Vous allez vous marier ou vous souhaitez modifier votre nom officiel ?
Vous êtes sur le point de vous marier en Suisse romande et vous refusez de perdre votre identité en abandonnant votre patronyme. Ou alors, vous êtes déjà marié et vous regrettez le choix que vous avez dû faire devant l’officier de l’état civil. Le double nom de famille suisse fait son grand retour dans la législation. Le Parlement a définitivement validé cette réforme très attendue lors des votations finales du 20 mars 2026. Cette décision politique met fin à une restriction frustrante et vous redonne le pouvoir total sur votre identité officielle.
Ce que dit la réforme : le texte en clair
L’initiative parlementaire 17.523 modifie en profondeur les règles du Code civil suisse (CC) relatives au nom des époux. Le 20 mars 2026, les Chambres fédérales ont approuvé le texte final qui réintroduit le double nom de famille officiel pour les personnes mariées en Suisse. Concrètement, le législateur supprime l’interdiction stricte qui vous forçait à choisir un seul nom de famille commun ou à conserver chacun votre nom de célibataire sans pouvoir les associer légalement sur vos documents.
Désormais, la loi vous accorde une liberté totale pour composer votre identité. Vous pouvez combiner votre nom de célibataire avec celui de votre conjoint ou de votre conjointe. L’ordre des noms est entièrement libre. Vous pouvez choisir de les relier par un trait d’union ou de les accoler simplement avec un espace blanc. Le législateur a compris que le patronyme touche à l’identité profonde de chaque individu. En votant cette modification majeure du droit civil, l’Assemblée fédérale met fin à plus de treize ans de rigidité administrative et de frustration pour de nombreux couples.
L’objectif de cette modification législative est clair et précis.

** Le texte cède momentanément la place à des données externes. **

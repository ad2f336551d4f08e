//! Writes records as XML, HTML or plain text.

use super::settings::{OutputMethod, OutputSettings};
use super::{Record, RecordKind, RecordOutput, SinkStatus};
use crate::error::XsltError;
use crate::util::{expanded_name, is_whitespace_only};
use quick_xml::escape::partial_escape;
use std::io::Write;

const HTML_VOID_ELEMENTS: &[&str] = &[
    "area", "base", "basefont", "br", "col", "frame", "hr", "img", "input", "isindex", "link", "meta",
    "param",
];

const HTML_BOOLEAN_ATTRIBUTES: &[&str] = &[
    "checked", "compact", "declare", "defer", "disabled", "ismap", "multiple", "nohref", "noresize",
    "noshade", "nowrap", "readonly", "selected",
];

#[derive(Debug)]
struct OpenElement {
    qname: String,
    html: bool,
    void: bool,
    raw_text: bool,
    cdata: bool,
    has_markup: bool,
    has_text: bool,
}

/// A sink that serializes records to a byte stream.
///
/// Without an explicit method the serializer holds back leading whitespace,
/// comments and processing instructions until the first element decides
/// between html (a no-namespace `html` element) and xml.
pub struct XmlSerializer<W: Write> {
    out: W,
    settings: OutputSettings,
    method: Option<OutputMethod>,
    held: Vec<Record>,
    open: Vec<OpenElement>,
    started: bool,
    start_tag_open: bool,
    doctype_done: bool,
    wrote_content: bool,
}

fn escape_attribute(value: &str, html: bool) -> String {
    let mut out = String::with_capacity(value.len());
    let mut chars = value.chars().peekable();
    while let Some(c) = chars.next() {
        match c {
            '&' if html && chars.peek() == Some(&'{') => out.push('&'),
            '&' => out.push_str("&amp;"),
            '<' if !html => out.push_str("&lt;"),
            '"' => out.push_str("&quot;"),
            '\n' if !html => out.push_str("&#10;"),
            '\r' => out.push_str("&#13;"),
            '\t' if !html => out.push_str("&#9;"),
            c => out.push(c),
        }
    }
    out
}

fn is_utf8(encoding: &str) -> bool {
    encoding.eq_ignore_ascii_case("utf-8") || encoding.eq_ignore_ascii_case("utf8")
}

impl<W: Write> XmlSerializer<W> {
    pub fn new(out: W, settings: OutputSettings) -> Self {
        XmlSerializer {
            out,
            method: settings.method,
            settings,
            held: Vec::new(),
            open: Vec::new(),
            started: false,
            start_tag_open: false,
            doctype_done: false,
            wrote_content: false,
        }
    }

    /// The output method, once it is known.
    pub fn method(&self) -> Option<OutputMethod> {
        self.method
    }

    pub fn into_inner(self) -> W {
        self.out
    }

    fn indent_enabled(&self) -> bool {
        match self.method {
            Some(method @ (OutputMethod::Xml | OutputMethod::Html)) => self.settings.indent_for(method),
            _ => false,
        }
    }

    fn write_prolog(&mut self) -> Result<(), XsltError> {
        self.started = true;
        let encoding = self.settings.encoding().to_string();
        if !is_utf8(&encoding) {
            log::warn!("Output encoding '{}' is not supported, writing UTF-8", encoding);
        }
        if self.method == Some(OutputMethod::Xml) && self.settings.omit_xml_declaration != Some(true) {
            let version = self.settings.version.as_deref().unwrap_or("1.0");
            write!(self.out, "<?xml version=\"{}\" encoding=\"UTF-8\"", version)?;
            if let Some(standalone) = self.settings.standalone {
                write!(self.out, " standalone=\"{}\"", if standalone { "yes" } else { "no" })?;
            }
            writeln!(self.out, "?>")?;
        }
        Ok(())
    }

    fn write_doctype(&mut self, root: &str) -> Result<(), XsltError> {
        self.doctype_done = true;
        let public = self.settings.doctype_public.clone();
        let system = self.settings.doctype_system.clone();
        match self.method {
            Some(OutputMethod::Xml) => match (public, system) {
                (Some(p), Some(s)) => writeln!(self.out, "<!DOCTYPE {} PUBLIC \"{}\" \"{}\">", root, p, s)?,
                (None, Some(s)) => writeln!(self.out, "<!DOCTYPE {} SYSTEM \"{}\">", root, s)?,
                _ => {}
            },
            Some(OutputMethod::Html) => match (public, system) {
                (Some(p), Some(s)) => writeln!(self.out, "<!DOCTYPE html PUBLIC \"{}\" \"{}\">", p, s)?,
                (Some(p), None) => writeln!(self.out, "<!DOCTYPE html PUBLIC \"{}\">", p)?,
                (None, Some(s)) => writeln!(self.out, "<!DOCTYPE html SYSTEM \"{}\">", s)?,
                (None, None) => {}
            },
            _ => {}
        }
        Ok(())
    }

    fn close_start_tag(&mut self) -> Result<(), XsltError> {
        if self.start_tag_open {
            self.start_tag_open = false;
            self.out.write_all(b">")?;
        }
        Ok(())
    }

    /// Line break and indentation before a start tag, comment or PI.
    fn indent_before_markup(&mut self) -> Result<(), XsltError> {
        if !self.indent_enabled() {
            return Ok(());
        }
        match self.open.last() {
            Some(parent) if parent.has_text => {}
            Some(_) => write!(self.out, "\n{}", "  ".repeat(self.open.len()))?,
            None if self.wrote_content => self.out.write_all(b"\n")?,
            None => {}
        }
        Ok(())
    }

    fn mark_markup(&mut self) {
        if let Some(parent) = self.open.last_mut() {
            parent.has_markup = true;
        }
        self.wrote_content = true;
    }

    fn start_element(&mut self, record: &Record) -> Result<(), XsltError> {
        self.close_start_tag()?;
        let qname = record.name.qualified();
        if !self.doctype_done && self.open.is_empty() {
            self.write_doctype(&qname)?;
        }
        self.indent_before_markup()?;
        self.mark_markup();

        let html = self.method == Some(OutputMethod::Html) && record.name.namespace.is_empty();
        write!(self.out, "<{}", qname)?;
        for (prefix, uri) in &record.namespaces {
            if prefix.is_empty() {
                write!(self.out, " xmlns=\"{}\"", escape_attribute(uri, false))?;
            } else {
                write!(self.out, " xmlns:{}=\"{}\"", prefix, escape_attribute(uri, false))?;
            }
        }
        for (name, value) in &record.attributes {
            let attr = name.qualified();
            let boolean = html
                && value.eq_ignore_ascii_case(&attr)
                && HTML_BOOLEAN_ATTRIBUTES.contains(&attr.to_ascii_lowercase().as_str());
            if boolean {
                write!(self.out, " {}", attr)?;
            } else {
                write!(self.out, " {}=\"{}\"", attr, escape_attribute(value, html))?;
            }
        }

        let lower = record.name.local.to_ascii_lowercase();
        let clark = expanded_name(&record.name.namespace, &record.name.local);
        self.open.push(OpenElement {
            qname,
            html,
            void: html && HTML_VOID_ELEMENTS.contains(&lower.as_str()),
            raw_text: html && (lower == "script" || lower == "style"),
            cdata: !html && self.settings.cdata_section_elements.contains(&clark),
            has_markup: false,
            has_text: false,
        });

        if html {
            self.out.write_all(b">")?;
            if lower == "head" {
                self.indent_before_markup()?;
                self.mark_markup();
                let media = self.settings.media_type.as_deref().unwrap_or("text/html");
                write!(
                    self.out,
                    "<meta http-equiv=\"Content-Type\" content=\"{}; charset=UTF-8\">",
                    media
                )?;
            }
        } else {
            self.start_tag_open = true;
        }
        Ok(())
    }

    fn end_element(&mut self) -> Result<(), XsltError> {
        let Some(element) = self.open.pop() else {
            return Ok(());
        };
        if self.start_tag_open {
            self.start_tag_open = false;
            self.out.write_all(b"/>")?;
            return Ok(());
        }
        if element.html && element.void {
            return Ok(());
        }
        if self.indent_enabled() && element.has_markup && !element.has_text {
            write!(self.out, "\n{}", "  ".repeat(self.open.len()))?;
        }
        write!(self.out, "</{}>", element.qname)?;
        Ok(())
    }

    fn write_text(&mut self, record: &Record) -> Result<(), XsltError> {
        self.close_start_tag()?;
        self.wrote_content = true;
        let (raw, cdata) = match self.open.last_mut() {
            Some(parent) => {
                parent.has_text = true;
                (parent.raw_text, parent.cdata)
            }
            None => (false, false),
        };
        if record.disable_escaping || raw {
            self.out.write_all(record.value.as_bytes())?;
        } else if cdata {
            let body = record.value.replace("]]>", "]]]]><![CDATA[>");
            write!(self.out, "<![CDATA[{}]]>", body)?;
        } else {
            self.out.write_all(partial_escape(&record.value).as_bytes())?;
        }
        Ok(())
    }

    fn write_comment(&mut self, record: &Record) -> Result<(), XsltError> {
        self.close_start_tag()?;
        self.indent_before_markup()?;
        self.mark_markup();
        let mut body = record.value.replace("--", "- -");
        if body.ends_with('-') {
            body.push(' ');
        }
        write!(self.out, "<!--{}-->", body)?;
        Ok(())
    }

    fn write_pi(&mut self, record: &Record) -> Result<(), XsltError> {
        self.close_start_tag()?;
        self.indent_before_markup()?;
        self.mark_markup();
        let target = &record.name.local;
        let close = if self.method == Some(OutputMethod::Html) { ">" } else { "?>" };
        let body = record.value.replace("?>", "? >");
        if body.is_empty() {
            write!(self.out, "<?{}{}", target, close)?;
        } else {
            write!(self.out, "<?{} {}{}", target, body, close)?;
        }
        Ok(())
    }

    fn write_record(&mut self, record: &Record) -> Result<(), XsltError> {
        if self.method == Some(OutputMethod::Text) {
            if record.kind == RecordKind::Text {
                self.out.write_all(record.value.as_bytes())?;
            }
            return Ok(());
        }
        match record.kind {
            RecordKind::Element => self.start_element(record),
            RecordKind::EndElement => self.end_element(),
            RecordKind::Text => self.write_text(record),
            RecordKind::Comment => self.write_comment(record),
            RecordKind::ProcessingInstruction => self.write_pi(record),
        }
    }

    fn decide_method(&mut self, method: OutputMethod) -> Result<(), XsltError> {
        log::debug!("Output method resolved to {:?}", method);
        self.method = Some(method);
        self.write_prolog()?;
        for held in std::mem::take(&mut self.held) {
            self.write_record(&held)?;
        }
        Ok(())
    }
}

impl<W: Write> RecordOutput for XmlSerializer<W> {
    fn record_done(&mut self, record: &Record) -> Result<SinkStatus, XsltError> {
        if self.method.is_none() {
            let decisive = match record.kind {
                RecordKind::Element => true,
                RecordKind::Text => !is_whitespace_only(&record.value),
                _ => false,
            };
            if !decisive {
                self.held.push(record.clone());
                return Ok(SinkStatus::Continue);
            }
            let html = record.kind == RecordKind::Element
                && record.name.namespace.is_empty()
                && record.name.local.eq_ignore_ascii_case("html");
            self.decide_method(if html { OutputMethod::Html } else { OutputMethod::Xml })?;
        } else if !self.started {
            self.write_prolog()?;
        }
        self.write_record(record)?;
        Ok(SinkStatus::Continue)
    }

    fn the_end(&mut self) -> Result<(), XsltError> {
        if self.method.is_none() {
            self.decide_method(OutputMethod::Xml)?;
        } else if !self.started {
            self.write_prolog()?;
        }
        self.close_start_tag()?;
        if self.method != Some(OutputMethod::Text) && self.wrote_content {
            self.out.write_all(b"\n")?;
        }
        self.out.flush()?;
        Ok(())
    }
}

Il s’agit de garantir une véritable égalité tout en permettant aux couples de manifester leur union par un nom partagé, sans exiger le sacrifice ou l’effacement de l’identité de l’un des deux partenaires. Cette réforme s’appliquera lors des formalités préparatoires au mariage devant l’officier de l’état civil de votre commune. Les conjoints pourront déclarer leur choix de double nom en remplissant leur dossier de mariage. La date d’entrée en vigueur exacte sera fixée par le Conseil fédéral, mais le vote du 20 mars 2026 acte de manière définitive le principe de ce retour dans la législation suisse.
Le contexte juridique à connaître
Pour bien saisir l’impact de cette nouvelle loi, il faut regarder le cadre légal qui s’appliquait avant le vote du 20 mars 2026. En 2013, le droit de la famille suisse a subi une révision majeure de l’article 160 du Code civil (CC). L’intention initiale de la révision de 2013 était noble sur le papier. Le législateur voulait abolir le modèle patriarcal traditionnel, où le nom du mari devenait automatiquement et obligatoirement le nom de la famille, reléguant le patronyme de la femme au second plan.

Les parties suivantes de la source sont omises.